## [Task statement]
Would you copy the material below word for word, beginning with its first line and ending with the line that contains "let mut set = Self::default();"?

## [Data supplied]
□ □ □

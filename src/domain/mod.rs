// Domain layer: the record set model and the ports implemented by adapters.

pub mod model;
pub mod ports;
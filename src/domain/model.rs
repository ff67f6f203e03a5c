use crate::utils::error::{EtlError, Result};
use std::collections::HashMap;
use std::fmt;

/// A single typed value in a [`RecordSet`].
#[derive(Debug, Clone, PartialEq)]
pub enum Cell {
    Text(String),
    Number(f64),
    Null,
}

impl Cell {
    pub fn text(value: impl Into<String>) -> Self {
        Cell::Text(value.into())
    }

    pub fn is_null(&self) -> bool {
        matches!(self, Cell::Null)
    }

    pub fn as_number(&self) -> Option<f64> {
        match self {
            Cell::Number(n) => Some(*n),
            _ => None,
        }
    }

    pub fn as_text(&self) -> Option<&str> {
        match self {
            Cell::Text(s) => Some(s),
            _ => None,
        }
    }
}

impl fmt::Display for Cell {
    fn fmt(&self, f: &mut fmt::Formatter<'_>) -> fmt::Result {
        match self {
            Cell::Text(s) => f.write_str(s),
            // Whole numbers keep one decimal so they read back as floats.
            Cell::Number(n) if n.is_finite() && n.fract() == 0.0 && n.abs() < 1e15 => {
                write!(f, "{:.1}", n)
            }
            Cell::Number(n) => write!(f, "{}", n),
            Cell::Null => Ok(()),
        }
    }
}

impl From<f64> for Cell {
    fn from(value: f64) -> Self {
        Cell::Number(value)
    }
}

impl From<&str> for Cell {
    fn from(value: &str) -> Self {
        Cell::Text(value.to_string())
    }
}

impl From<Option<f64>> for Cell {
    fn from(value: Option<f64>) -> Self {
        value.map(Cell::Number).unwrap_or(Cell::Null)
    }
}

/// In-memory table shared by every stage.
///
/// Rows are stored positionally against `columns`, so every row always
/// carries exactly one cell per declared column.
#[derive(Debug, Clone, Default, PartialEq)]
pub struct RecordSet {
    columns: Vec<String>,
    rows: Vec<Vec<Cell>>,
}

impl RecordSet {
    pub fn new<I, S>(columns: I) -> Result<Self>
    where
        I: IntoIterator<Item = S>,
        S: Into<String>,
    {
        let mut set = Self::default();
        for column in columns {
            set.declare_column(column.into())?;
        }
        Ok(set)
    }

    /// Builds a record set from rows of `(column, cell)` pairs. The column list
    /// is the union of all names in first-seen order; absent names become null.
    pub fn from_named_rows(rows: Vec<Vec<(String, Cell)>>) -> Self {
        let mut index: HashMap<String, usize> = HashMap::new();
        let mut columns = Vec::new();
        for row in &rows {
            for (name, _) in row {
                if !index.contains_key(name) {
                    index.insert(name.clone(), columns.len());
                    columns.push(name.clone());
                }
            }
        }

        let rows = rows
            .into_iter()
            .map(|pairs| {
                let mut cells = vec![Cell::Null; columns.len()];
                for (name, cell) in pairs {
                    cells[index[&name]] = cell;
                }
                cells
            })
            .collect();

        Self { columns, rows }
    }

    fn declare_column(&mut self, name: String) -> Result<()> {
        if self.columns.contains(&name) {
            return Err(EtlError::malformed(
                "record set",
                format!("duplicate column '{}'", name),
            ));
        }
        self.columns.push(name);
        Ok(())
    }

    pub fn columns(&self) -> &[String] {
        &self.columns
    }

    pub fn rows(&self) -> &[Vec<Cell>] {
        &self.rows
    }

    pub fn len(&self) -> usize {
        self.rows.len()
    }

    pub fn is_empty(&self) -> bool {
        self.rows.is_empty()
    }

    pub fn column_index(&self, name: &str) -> Option<usize> {
        self.columns.iter().position(|c| c == name)
    }

    pub fn has_column(&self, name: &str) -> bool {
        self.column_index(name).is_some()
    }

    pub fn push_row(&mut self, cells: Vec<Cell>) -> Result<()> {
        if cells.len() != self.columns.len() {
            return Err(EtlError::malformed(
                "record set",
                format!(
                    "row has {} cells but {} columns are declared",
                    cells.len(),
                    self.columns.len()
                ),
            ));
        }
        self.rows.push(cells);
        Ok(())
    }

    pub fn value(&self, row: usize, column: &str) -> Option<&Cell> {
        let index = self.column_index(column)?;
        self.rows.get(row).map(|cells| &cells[index])
    }

    pub fn column(&self, name: &str) -> Option<Vec<&Cell>> {
        let index = self.column_index(name)?;
        Some(self.rows.iter().map(|cells| &cells[index]).collect())
    }

    /// Appends a column at the end of the column list.
    pub fn add_column(&mut self, name: impl Into<String>, values: Vec<Cell>) -> Result<()> {
        let name = name.into();
        if values.len() != self.rows.len() {
            return Err(EtlError::malformed(
                "record set",
                format!(
                    "column '{}' has {} values for {} rows",
                    name,
                    values.len(),
                    self.rows.len()
                ),
            ));
        }
        self.declare_column(name)?;
        for (cells, value) in self.rows.iter_mut().zip(values) {
            cells.push(value);
        }
        Ok(())
    }

    /// Overwrites the values of an existing column in place.
    pub fn replace_column_values(&mut self, name: &str, values: Vec<Cell>) -> Result<()> {
        let index = self.column_index(name).ok_or_else(|| EtlError::SchemaMismatch {
            expected: vec![name.to_string()],
            available: self.columns.clone(),
        })?;
        if values.len() != self.rows.len() {
            return Err(EtlError::malformed(
                "record set",
                format!("column '{}' replacement has wrong length", name),
            ));
        }
        for (cells, value) in self.rows.iter_mut().zip(values) {
            cells[index] = value;
        }
        Ok(())
    }

    /// Row-wise concatenation. Columns of `other` that are new are appended;
    /// cells missing on either side become null.
    pub fn concat(mut self, other: RecordSet) -> RecordSet {
        let mut mapping = Vec::with_capacity(other.columns.len());
        for column in other.columns {
            match self.column_index(&column) {
                Some(index) => mapping.push(index),
                None => {
                    mapping.push(self.columns.len());
                    self.columns.push(column);
                    for cells in &mut self.rows {
                        cells.push(Cell::Null);
                    }
                }
            }
        }

        let width = self.columns.len();
        for row in other.rows {
            let mut cells = vec![Cell::Null; width];
            for (cell, &target) in row.into_iter().zip(&mapping) {
                cells[target] = cell;
            }
            self.rows.push(cells);
        }
        self
    }
}

/// Currency code to multiplier relative to a fixed base currency.
#[derive(Debug, Clone, Default, PartialEq)]
pub struct ReferenceRateTable {
    rates: HashMap<String, f64>,
}

impl ReferenceRateTable {
    pub fn from_pairs<I, S>(pairs: I) -> Result<Self>
    where
        I: IntoIterator<Item = (S, f64)>,
        S: Into<String>,
    {
        let mut rates = HashMap::new();
        for (code, rate) in pairs {
            let code = code.into().trim().to_uppercase();
            if !rate.is_finite() || rate <= 0.0 {
                return Err(EtlError::malformed(
                    "rate table",
                    format!("rate for {} must be a positive number, got {}", code, rate),
                ));
            }
            if rates.insert(code.clone(), rate).is_some() {
                return Err(EtlError::malformed(
                    "rate table",
                    format!("duplicate currency code {}", code),
                ));
            }
        }
        Ok(Self { rates })
    }

    /// Reads a rate table out of a two-column record set such as
    /// `Currency,Rate`.
    pub fn from_record_set(data: &RecordSet, code_column: &str, rate_column: &str) -> Result<Self> {
        let missing: Vec<String> = [code_column, rate_column]
            .iter()
            .filter(|c| !data.has_column(c))
            .map(|c| c.to_string())
            .collect();
        if !missing.is_empty() {
            return Err(EtlError::SchemaMismatch {
                expected: missing,
                available: data.columns().to_vec(),
            });
        }

        let mut pairs = Vec::with_capacity(data.len());
        for row in 0..data.len() {
            let code = match data.value(row, code_column) {
                Some(Cell::Text(code)) => code.clone(),
                _ => {
                    return Err(EtlError::malformed(
                        "rate table",
                        format!("row {} has no currency code", row + 1),
                    ))
                }
            };
            let rate = match data.value(row, rate_column) {
                Some(Cell::Number(n)) => *n,
                Some(Cell::Text(text)) => text.trim().parse::<f64>().map_err(|_| {
                    EtlError::malformed(
                        "rate table",
                        format!("rate '{}' for {} is not a number", text, code),
                    )
                })?,
                _ => {
                    return Err(EtlError::malformed(
                        "rate table",
                        format!("rate for {} is missing", code),
                    ))
                }
            };
            pairs.push((code, rate));
        }
        Self::from_pairs(pairs)
    }

    pub fn get(&self, code: &str) -> Option<f64> {
        self.rates.get(&code.to_uppercase()).copied()
    }

    pub fn len(&self) -> usize {
        self.rates.len()
    }

    pub fn is_empty(&self) -> bool {
        self.rates.is_empty()
    }
}

/// Rows returned by a store query. Column names are informational.
#[derive(Debug, Clone, Default, PartialEq)]
pub struct QueryResult {
    pub columns: Vec<String>,
    pub rows: Vec<Vec<Cell>>,
}

impl QueryResult {
    pub fn is_empty(&self) -> bool {
        self.rows.is_empty()
    }
}

#[derive(Debug, Clone, Copy, PartialEq, Eq)]
pub enum Stage {
    Extract,
    Transform,
    Load,
}

impl fmt::Display for Stage {
    fn fmt(&self, f: &mut fmt::Formatter<'_>) -> fmt::Result {
        let name = match self {
            Stage::Extract => "Extract",
            Stage::Transform => "Transform",
            Stage::Load => "Load",
        };
        f.write_str(name)
    }
}

#[derive(Debug, Clone, Copy, PartialEq, Eq)]
pub enum PipelineState {
    Idle,
    Extracting,
    Transforming,
    Loading,
    Done,
    Failed(Stage),
}

impl PipelineState {
    /// Happy-path successor. Terminal states stay where they are.
    pub fn next(self) -> Self {
        match self {
            PipelineState::Idle => PipelineState::Extracting,
            PipelineState::Extracting => PipelineState::Transforming,
            PipelineState::Transforming => PipelineState::Loading,
            PipelineState::Loading => PipelineState::Done,
            terminal => terminal,
        }
    }

    pub fn fail(self) -> Self {
        match self.stage() {
            Some(stage) => PipelineState::Failed(stage),
            None => self,
        }
    }

    pub fn stage(self) -> Option<Stage> {
        match self {
            PipelineState::Extracting => Some(Stage::Extract),
            PipelineState::Transforming => Some(Stage::Transform),
            PipelineState::Loading => Some(Stage::Load),
            _ => None,
        }
    }

    pub fn is_terminal(self) -> bool {
        matches!(self, PipelineState::Done | PipelineState::Failed(_))
    }
}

□ □ □

## [Result for this exercise]
filename src/domain/mod.rs
// Domain layer: the record set model and the ports implemented by adapters.

pub mod model;
pub mod ports;
filename src/domain/model.rs
repository ff67f6f203e03a5c
use crate::utils::error::{EtlError, Result};
use std::collections::HashMap;
use std::fmt;

/// A single typed value in a [`RecordSet`].
#[derive(Debug, Clone, PartialEq)]
pub enum Cell {
    Text(String),
    Number(f64),
    Null,
}

impl Cell {
    pub fn text(value: impl Into<String>) -> Self {
        Cell::Text(value.into())
    }

    pub fn is_null(&self) -> bool {
        matches!(self, Cell::Null)
    }

    pub fn as_number(&self) -> Option<f64> {
        match self {
            Cell::Number(n) => Some(*n),
            _ => None,
        }
    }

    pub fn as_text(&self) -> Option<&str> {
        match self {
            Cell::Text(s) => Some(s),
            _ => None,
        }
    }
}

impl fmt::Display for Cell {
    fn fmt(&self, f: &mut fmt::Formatter<'_>) -> fmt::Result {
        match self {
            Cell::Text(s) => f.write_str(s),
            // Whole numbers keep one decimal so they read back as floats.
            Cell::Number(n) if n.is_finite() && n.fract() == 0.0 && n.abs() < 1e15 => {
                write!(f, "{:.1}", n)
            }
            Cell::Number(n) => write!(f, "{}", n),
            Cell::Null => Ok(()),
        }
    }
}

impl From<f64> for Cell {
    fn from(value: f64) -> Self {
        Cell::Number(value)
    }
}

impl From<&str> for Cell {
    fn from(value: &str) -> Self {
        Cell::Text(value.to_string())
    }
}

impl From<Option<f64>> for Cell {
    fn from(value: Option<f64>) -> Self {
        value.map(Cell::Number).unwrap_or(Cell::Null)
    }
}

/// In-memory table shared by every stage.
///
/// Rows are stored positionally against `columns`, so every row always
/// carries exactly one cell per declared column.
#[derive(Debug, Clone, Default, PartialEq)]
pub struct RecordSet {
    columns: Vec<String>,
    rows: Vec<Vec<Cell>>,
}

impl RecordSet {
    pub fn new<I, S>(columns: I) -> Result<Self>
    where
        I: IntoIterator<Item = S>,
        S: Into<String>,
    {
        let mut set = Self::default();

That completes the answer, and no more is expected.